Using the records that follow, copy every line containing the word "Send".

(Data to examine Opens)

//! Read seams consumed by the resolver.
//!
//! The resolver never writes. Every tuple read names the snapshot
//! (transaction id) it must observe: a tuple is visible when it was created
//! at or before the snapshot and not deleted at or before it.

use std::sync::Arc;

use async_trait::async_trait;

use crate::error::DomainResult;
use crate::model::{AuthorizationModel, Subject, TypedId};

use super::types::{ReverseTupleRef, StoredTupleRef};

/// Narrows a direct-tuple lookup by subject.
#[derive(Debug, Clone, PartialEq, Eq)]
pub enum SubjectFilter {
    /// Exactly this subject (a concrete user, userset or typed wildcard).
    Exact(Subject),
    /// Only userset subjects (`type:id#relation`).
    Usersets,
}

impl SubjectFilter {
    pub fn matches(&self, subject: &Subject) -> bool {
        match self {
            SubjectFilter::Exact(expected) => expected == subject,
            SubjectFilter::Usersets => matches!(subject, Subject::Userset(_)),
        }
    }
}

/// Tuple store read operations needed by the resolver.
#[async_trait]
pub trait TupleReader: Send + Sync {
    /// Live tuples on `(object, relation)`, optionally narrowed by subject.
    async fn find_direct(
        &self,
        object: &TypedId,
        relation: &str,
        filter: Option<&SubjectFilter>,
        snapshot: u64,
    ) -> DomainResult<Vec<StoredTupleRef>>;

    /// Subjects of the tupleset relation on `object`.
    ///
    /// The resolver follows only concrete-object subjects; anything else
    /// returned here is ignored.
    async fn find_tupleset_targets(
        &self,
        object: &TypedId,
        tupleset: &str,
        snapshot: u64,
    ) -> DomainResult<Vec<StoredTupleRef>> {
        self.find_direct(object, tupleset, None, snapshot).await
    }

    /// Reverse lookup: live tuples whose subject has this type and id,
    /// with or without a userset relation.
    async fn find_by_user(
        &self,
        user_type: &str,
        user_id: &str,
        snapshot: u64,
    ) -> DomainResult<Vec<ReverseTupleRef>>;

    /// Ids of every object of `object_type` holding at least one live tuple.
    async fn list_objects_by_type(
        &self,
        object_type: &str,
        snapshot: u64,
    ) -> DomainResult<Vec<String>>;

    /// Latest committed transaction id.
    async fn current_txid(&self) -> DomainResult<u64>;
}

/// Model consumption points.
#[async_trait]
pub trait ModelReader: Send + Sync {
    /// The currently active model version.
    async fn get_active_model(&self) -> DomainResult<Arc<AuthorizationModel>>;

    /// A specific published version.
    async fn get_model(&self, version_id: u64) -> DomainResult<Arc<AuthorizationModel>>;
}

(Data to examine Closes)

### Answer to the problem
pub trait TupleReader: Send + Sync {
pub trait ModelReader: Send + Sync {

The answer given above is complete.